Phase III Study means any controlled study in humans of the efficacy and safety of a product which is conducted after Phase II Study has been completed and which is prospectively designed to demonstrate statistically whether the product is safe and effective for use in a particular indication and is usually intended to be sufficient to support registration of the Product.
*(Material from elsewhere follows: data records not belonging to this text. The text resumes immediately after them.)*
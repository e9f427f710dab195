use super::*;
use apache_avro::Reader;
use logscore::LogScoreMeta;
use std::time::Duration;
use tempfile::TempDir;

fn batch_config() -> BatchConfig {
    BatchConfig::default()
}

fn score(id: i64, ts: i64) -> LogScore {
    LogScore {
        id,
        server_id: 200,
        monitor_id: 1,
        ts,
        score: 19.2,
        step: 0.9,
        offset: None,
        rtt: None,
        meta: LogScoreMeta::default(),
    }
}

#[test]
fn test_new_requires_directory() {
    let dir = TempDir::new().unwrap();
    assert!(AvroArchiver::new(dir.path(), &batch_config()).is_ok());

    assert!(AvroArchiver::new("/nonexistent/path", &batch_config()).is_err());

    let file_path = dir.path().join("somefile");
    std::fs::write(&file_path, b"x").unwrap();
    let err = AvroArchiver::new(&file_path, &batch_config()).unwrap_err();
    assert!(err.to_string().contains("not a directory"));
}

#[test]
fn test_batch_sizing_defaults() {
    let dir = TempDir::new().unwrap();
    let archiver = AvroArchiver::new(dir.path(), &batch_config()).unwrap();
    let sizing = archiver.batch_sizing();

    assert_eq!(sizing.min_size, 500_000);
    assert_eq!(sizing.max_size, 10_000_000);
    assert_eq!(sizing.interval, Duration::from_secs(24 * 3600));
}

#[test]
fn test_file_name_from_first_record() {
    assert_eq!(AvroArchiver::file_name(&[]), None);
    assert_eq!(
        AvroArchiver::file_name(&[score(123, 1640995200), score(124, 1640995260)]),
        Some("1640995200-123.avro".to_string())
    );
}

#[test]
fn test_store_writes_readable_ocf() {
    let dir = TempDir::new().unwrap();
    let archiver = AvroArchiver::new(dir.path(), &batch_config()).unwrap();

    let batch = vec![
        LogScore {
            offset: Some(0.05),
            rtt: Some(11234),
            meta: LogScoreMeta {
                leap: 1,
                error: "test error".into(),
            },
            ..score(103535350, 1547999353)
        },
        score(103535351, 1547999412),
    ];

    let n = archiver.store(&batch).unwrap();
    assert_eq!(n, 2);

    let path = dir.path().join("1547999353-103535350.avro");
    let file = std::fs::File::open(&path).unwrap();
    let reader = Reader::new(file).unwrap();

    let values: Vec<_> = reader.map(|v| v.unwrap()).collect();
    assert_eq!(values.len(), 2);

    let apache_avro::types::Value::Record(fields) = &values[0] else {
        panic!("expected record value");
    };
    let field = |name: &str| {
        fields
            .iter()
            .find(|(n, _)| n == name)
            .map(|(_, v)| v.clone())
            .unwrap()
    };

    assert_eq!(field("id"), Value::Long(103535350));
    assert_eq!(field("server_id"), Value::Int(200));
    assert_eq!(
        field("ts"),
        Value::TimestampMicros(1547999353 * 1_000_000)
    );
    assert_eq!(field("rtt"), Value::Union(1, Box::new(Value::Int(11234))));
    assert_eq!(field("leap"), Value::Union(1, Box::new(Value::Int(1))));
    assert_eq!(
        field("error"),
        Value::Union(1, Box::new(Value::String("test error".into())))
    );

    // second record carries nulls
    let apache_avro::types::Value::Record(fields) = &values[1] else {
        panic!("expected record value");
    };
    let null_fields: Vec<_> = fields
        .iter()
        .filter(|(n, _)| ["offset", "rtt", "leap", "error"].contains(&n.as_str()))
        .collect();
    for (name, value) in null_fields {
        assert_eq!(
            *value,
            Value::Union(0, Box::new(Value::Null)),
            "{name} should be null"
        );
    }
}

#[test]
fn test_store_preserves_id_order() {
    let dir = TempDir::new().unwrap();
    let mut config = batch_config();
    // small append blocks so the batch spans several of them
    config.avro_append_size = 3;
    let archiver = AvroArchiver::new(dir.path(), &config).unwrap();

    let batch: Vec<_> = (1..=10).map(|i| score(i, 1640995200 + i)).collect();
    assert_eq!(archiver.store(&batch).unwrap(), 10);

    let file = std::fs::File::open(dir.path().join("1640995201-1.avro")).unwrap();
    let ids: Vec<i64> = Reader::new(file)
        .unwrap()
        .map(|v| match v.unwrap() {
            Value::Record(fields) => match fields.iter().find(|(n, _)| n == "id") {
                Some((_, Value::Long(id))) => *id,
                other => panic!("unexpected id field: {other:?}"),
            },
            other => panic!("unexpected value: {other:?}"),
        })
        .collect();

    assert_eq!(ids, (1..=10).collect::<Vec<_>>());
}

#[test]
fn test_store_empty_batch_writes_nothing() {
    let dir = TempDir::new().unwrap();
    let archiver = AvroArchiver::new(dir.path(), &batch_config()).unwrap();

    assert_eq!(archiver.store(&[]).unwrap(), 0);
    assert_eq!(std::fs::read_dir(dir.path()).unwrap().count(), 0);
}

#[test]
fn test_store_writer_error_reports() {
    struct FailingWriter;
    impl std::io::Write for FailingWriter {
        fn write(&mut self, _buf: &[u8]) -> std::io::Result<usize> {
            Err(std::io::Error::other("disk full"))
        }
        fn flush(&mut self) -> std::io::Result<()> {
            Err(std::io::Error::other("disk full"))
        }
    }

    let dir = TempDir::new().unwrap();
    let archiver = AvroArchiver::new(dir.path(), &batch_config()).unwrap();

    let err = archiver
        .store_writer(FailingWriter, &[score(1, 1640995200)])
        .unwrap_err();
    assert!(err.to_string().contains("disk full") || !err.to_string().is_empty());
}

#[test]
fn test_store_removes_partial_file_on_error() {
    let dir = TempDir::new().unwrap();
    let archiver = AvroArchiver::new(dir.path(), &batch_config()).unwrap();

    // Remove the directory out from under the archiver: creating the file
    // fails before anything is written.
    let inner = dir.path().join("gone");
    std::fs::create_dir(&inner).unwrap();
    let archiver_gone = AvroArchiver::new(&inner, &batch_config()).unwrap();
    std::fs::remove_dir(&inner).unwrap();

    assert!(archiver_gone.store(&[score(1, 1640995200)]).is_err());

    // The healthy archiver still works afterwards.
    assert_eq!(archiver.store(&[score(2, 1640995300)]).unwrap(), 1);
}
//! `archive` subcommand
//!
//! One full pipeline run: acquire the lease, walk the watermark entries in
//! laggards-first order, archive each destination, run cleanup when its
//! entry comes up, and report how it all went. Destination failures are
//! isolated: they are logged, the remaining destinations still run, and
//! the process exits non-zero at the end.

use anyhow::Context;
use clap::Args;
use tokio_util::sync::CancellationToken;
use tracing::{error, info, warn};

use archiver_config::Config;
use archiver_db::Lease;
use archiver_source::{safety_floor, Cleanup, Source};
use archiver_storage::{MysqlStatusStore, StatusStore};

/// Arguments for the archive subcommand
#[derive(Args, Debug)]
pub struct ArchiveArgs {
    /// Table to pull data from (defaults to the configured table)
    #[arg(short, long)]
    pub table: Option<String>,
}

/// How a run ended.
pub enum RunOutcome {
    /// Every destination processed (some may have been interval-skipped)
    Completed,

    /// Another instance holds the lease; nothing was touched
    NotLeader,

    /// This many destinations failed; the rest were processed
    DestinationsFailed(usize),
}

/// Execute one archive run.
pub async fn run(args: ArchiveArgs, config: &Config) -> anyhow::Result<RunOutcome> {
    let table = args
        .table
        .unwrap_or_else(|| config.app.default_table.clone());
    if !config.is_valid_table(&table) {
        anyhow::bail!(
            "invalid table name '{}', must be one of: {:?}",
            table,
            config.app.valid_tables
        );
    }

    let pool = archiver_db::connect(&config.database)?;
    archiver_db::ping(&pool)
        .await
        .context("could not connect to database")?;

    // One token covers the whole run; every destination observes it at
    // its batch boundaries and inside long waits.
    let cancel = CancellationToken::new();
    {
        let cancel = cancel.clone();
        tokio::spawn(async move {
            if tokio::signal::ctrl_c().await.is_ok() {
                info!("interrupt received, stopping after the current batch");
                cancel.cancel();
            }
        });
    }

    let lock_name = config.lock_name();
    let Some(lease) = Lease::acquire(&pool, &lock_name).await? else {
        info!(lock = %lock_name, "another archiver instance holds the lease");
        return Ok(RunOutcome::NotLeader);
    };

    let store = MysqlStatusStore::new(pool.clone());
    let mut statuses = store.list_all().await.context("archive status")?;
    info!(table = %table, destinations = statuses.len(), "starting archive run");

    let mut source = Source::new(&table, config.app.retention_days, config, pool.clone())?;
    let cleanup = Cleanup::new(config, source.retention_days());

    let mut failed = 0;
    for i in 0..statuses.len() {
        if cancel.is_cancelled() {
            warn!("run cancelled, skipping remaining destinations");
            break;
        }

        let mut entry = statuses[i].clone();

        if entry.is_cleanup() {
            // The floor reflects watermarks as of right now, including
            // destinations already advanced earlier in this run.
            let floor = safety_floor(&statuses);
            if let Err(e) = cleanup.run(&source, floor, &mut entry, &store, &cancel).await {
                // cleanup trouble never blocks archiving
                error!(error = %e, "error running cleanup");
            }
        } else if let Err(e) = source.process(&mut entry, &store, config, &cancel).await {
            error!(archiver = %entry.archiver, error = %e, "error processing destination");
            failed += 1;
        }

        statuses[i] = entry;
    }

    lease.release().await;
    archiver_db::disconnect(pool).await?;

    if failed > 0 {
        return Ok(RunOutcome::DestinationsFailed(failed));
    }
    Ok(RunOutcome::Completed)
}
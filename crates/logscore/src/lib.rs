//! Log score record model
//!
//! A `LogScore` is one monitoring measurement row from the `log_scores`
//! table. Records are immutable once read from the source; every archive
//! destination receives the same representation.
//!
//! The JSON form uses short field names (`sid`, `mid`, `sc`, `st`, `of`)
//! to keep serialized batches compact.

use serde::{Deserialize, Serialize};

/// One monitoring measurement.
#[derive(Debug, Clone, PartialEq, Serialize, Deserialize)]
pub struct LogScore {
    /// Primary key in the source table, monotonically increasing.
    pub id: i64,

    /// Server the measurement is about.
    #[serde(rename = "sid")]
    pub server_id: i64,

    /// Monitor that took the measurement; 0 when the source column is NULL.
    #[serde(rename = "mid")]
    pub monitor_id: i64,

    /// Measurement time, Unix epoch seconds in UTC.
    pub ts: i64,

    /// Score assigned to the server at `ts`.
    #[serde(rename = "sc")]
    pub score: f64,

    /// Score delta applied by this measurement.
    #[serde(rename = "st")]
    pub step: f64,

    /// Clock offset in seconds, when the monitor reported one.
    #[serde(rename = "of", skip_serializing_if = "Option::is_none", default)]
    pub offset: Option<f64>,

    /// Round-trip time in microseconds; only populated when the source
    /// table carries the column.
    #[serde(skip_serializing_if = "Option::is_none", default)]
    pub rtt: Option<i64>,

    /// Extra measurement metadata from the `attributes` JSON column.
    #[serde(
        rename = "attributes",
        skip_serializing_if = "LogScoreMeta::is_empty",
        default
    )]
    pub meta: LogScoreMeta,
}

/// Metadata stored in the source's `attributes` JSON column.
#[derive(Debug, Clone, Default, PartialEq, Eq, Serialize, Deserialize)]
pub struct LogScoreMeta {
    /// NTP leap indicator; 0 means none was reported.
    #[serde(skip_serializing_if = "is_zero", default)]
    pub leap: i64,

    /// Error message from the monitor; empty means none.
    #[serde(skip_serializing_if = "String::is_empty", default)]
    pub error: String,
}

fn is_zero(v: &i64) -> bool {
    *v == 0
}

impl LogScoreMeta {
    /// True when no metadata was reported.
    pub fn is_empty(&self) -> bool {
        self.leap == 0 && self.error.is_empty()
    }
}

impl LogScore {
    /// Serialize to JSON plus a trailing newline (JSONL form).
    pub fn json(&self) -> Result<Vec<u8>, serde_json::Error> {
        let mut b = serde_json::to_vec(self)?;
        b.push(b'\n');
        Ok(b)
    }
}
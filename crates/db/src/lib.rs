//! Source database access for the archiver
//!
//! Provides the shared connection [`Pool`] and the run [`Lease`] that
//! serializes archiver instances per database.

mod error;
mod lease;
mod pool;

pub use error::{DbError, Result};
pub use lease::Lease;
pub use pool::{connect, disconnect, ping};

// Re-exported so dependents name one driver type consistently.
pub use mysql_async::Pool;
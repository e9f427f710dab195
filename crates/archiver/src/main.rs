//! Log score archiver
//!
//! Copies the growing `log_scores` table to every configured long-term
//! destination and deletes source rows once all destinations have them.
//!
//! # Usage
//!
//! ```bash
//! # archive the default table
//! archiver archive
//!
//! # archive a specific table with a config file
//! archiver archive --table log_scores_test --config archiver.toml
//! ```
//!
//! Exit code 0 means the run completed (including the clean "another
//! instance holds the lease" case); 1 means configuration failure or at
//! least one destination failing.

mod cmd;

use std::process::ExitCode;

use anyhow::Result;
use clap::{Parser, Subcommand};
use tracing_subscriber::{fmt, prelude::*, EnvFilter};

/// Archive log scores to long-term storage
#[derive(Parser, Debug)]
#[command(name = "archiver")]
#[command(version, about, long_about = None)]
struct Cli {
    #[command(subcommand)]
    command: Command,

    /// Path to configuration file
    #[arg(short, long, global = true)]
    config: Option<std::path::PathBuf>,

    /// Log level (trace, debug, info, warn, error)
    #[arg(short, long, global = true, default_value = "info")]
    log_level: String,
}

#[derive(Subcommand, Debug)]
enum Command {
    /// Copy pending log scores to every configured destination
    Archive(cmd::archive::ArchiveArgs),
}

#[tokio::main]
async fn main() -> ExitCode {
    let cli = Cli::parse();

    if let Err(e) = init_logging(&cli.log_level) {
        eprintln!("Error: {e}");
        return ExitCode::FAILURE;
    }

    let config = match archiver_config::Config::load(cli.config.as_deref()) {
        Ok(config) => config,
        Err(e) => {
            tracing::error!(error = %e, "failed to load configuration");
            return ExitCode::FAILURE;
        }
    };

    match cli.command {
        Command::Archive(args) => match cmd::archive::run(args, &config).await {
            Ok(cmd::archive::RunOutcome::Completed) => ExitCode::SUCCESS,
            Ok(cmd::archive::RunOutcome::NotLeader) => {
                // nothing to do; another instance is working this database
                ExitCode::SUCCESS
            }
            Ok(cmd::archive::RunOutcome::DestinationsFailed(failed)) => {
                tracing::error!(failed, "run finished with failed destinations");
                ExitCode::FAILURE
            }
            Err(e) => {
                tracing::error!(error = %e, "archive run failed");
                ExitCode::FAILURE
            }
        },
    }
}

/// Initialize the tracing subscriber for logging
fn init_logging(level: &str) -> Result<()> {
    let filter = EnvFilter::try_new(level)
        .or_else(|_| EnvFilter::try_new("info"))
        .map_err(|e| anyhow::anyhow!("invalid log level: {}", e))?;

    tracing_subscriber::registry()
        .with(fmt::layer().with_target(true))
        .with(filter)
        .init();

    Ok(())
}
Phase III Study means a pivotal clinical study in human patients with a defined dose or set of doses of a Clinical Development Candidate that is designed to ascertain the safety and efficacy of (or to otherwise satisfy the requirements of 21 C.F.R. § 312.21(c) or its foreign equivalent with respect to) such Clinical Development Candidate for a particular Cardiovascular Indication, which Phase III Study is conducted for the purpose of enabling the preparation and submission of applications for Regulatory Approval to the competent regulatory authorities in a country of the Territory.

Phase III Study means a Phase III clinical trial as prescribed by applicable FDA regulations, or corresponding regulations of any comparable entity.

Phase III Study means the conduct of a human study, as described in 21 C.F.R. §312.21(c) and its foreign equivalents, of a Licensed Product.

Phase III Study means a study in humans of the efficacy and safety of a pharmaceutical product, which is prospectively designed to demonstrate whether such product is effective and safe for use in a particular indication in a manner sufficient (alone or together with one or more other such studies) to file an application for Regulatory Approval for the product.

Phase III Study means a pivotal study in humans of the efficacy and safety of a Product, which is prospectively designed to demonstrate statistically whether such product is effective and safe for use in a particular indication in a manner sufficient to file an NDA or MAA to obtain regulatory approval to market the product, as further defined in Federal Regulation 21 C.F.R. §312.21(c) and its foreign equivalents.

Phase III Study means, in respect of a Sublicensed Product, (a) that portion of the FDA submission and approval process in which expanded clinical studies are conducted to gather the additional information about effectiveness and safety that is need to evaluate the overall benefit-risk relationship of a product as more specifically defined by the rules and regulations of the FDA, including 21 C.F.R. § 312.21(c) or any future revisions or substitutes thereof; or (b) a similar clinical study in any natural jurisdiction other than the United States.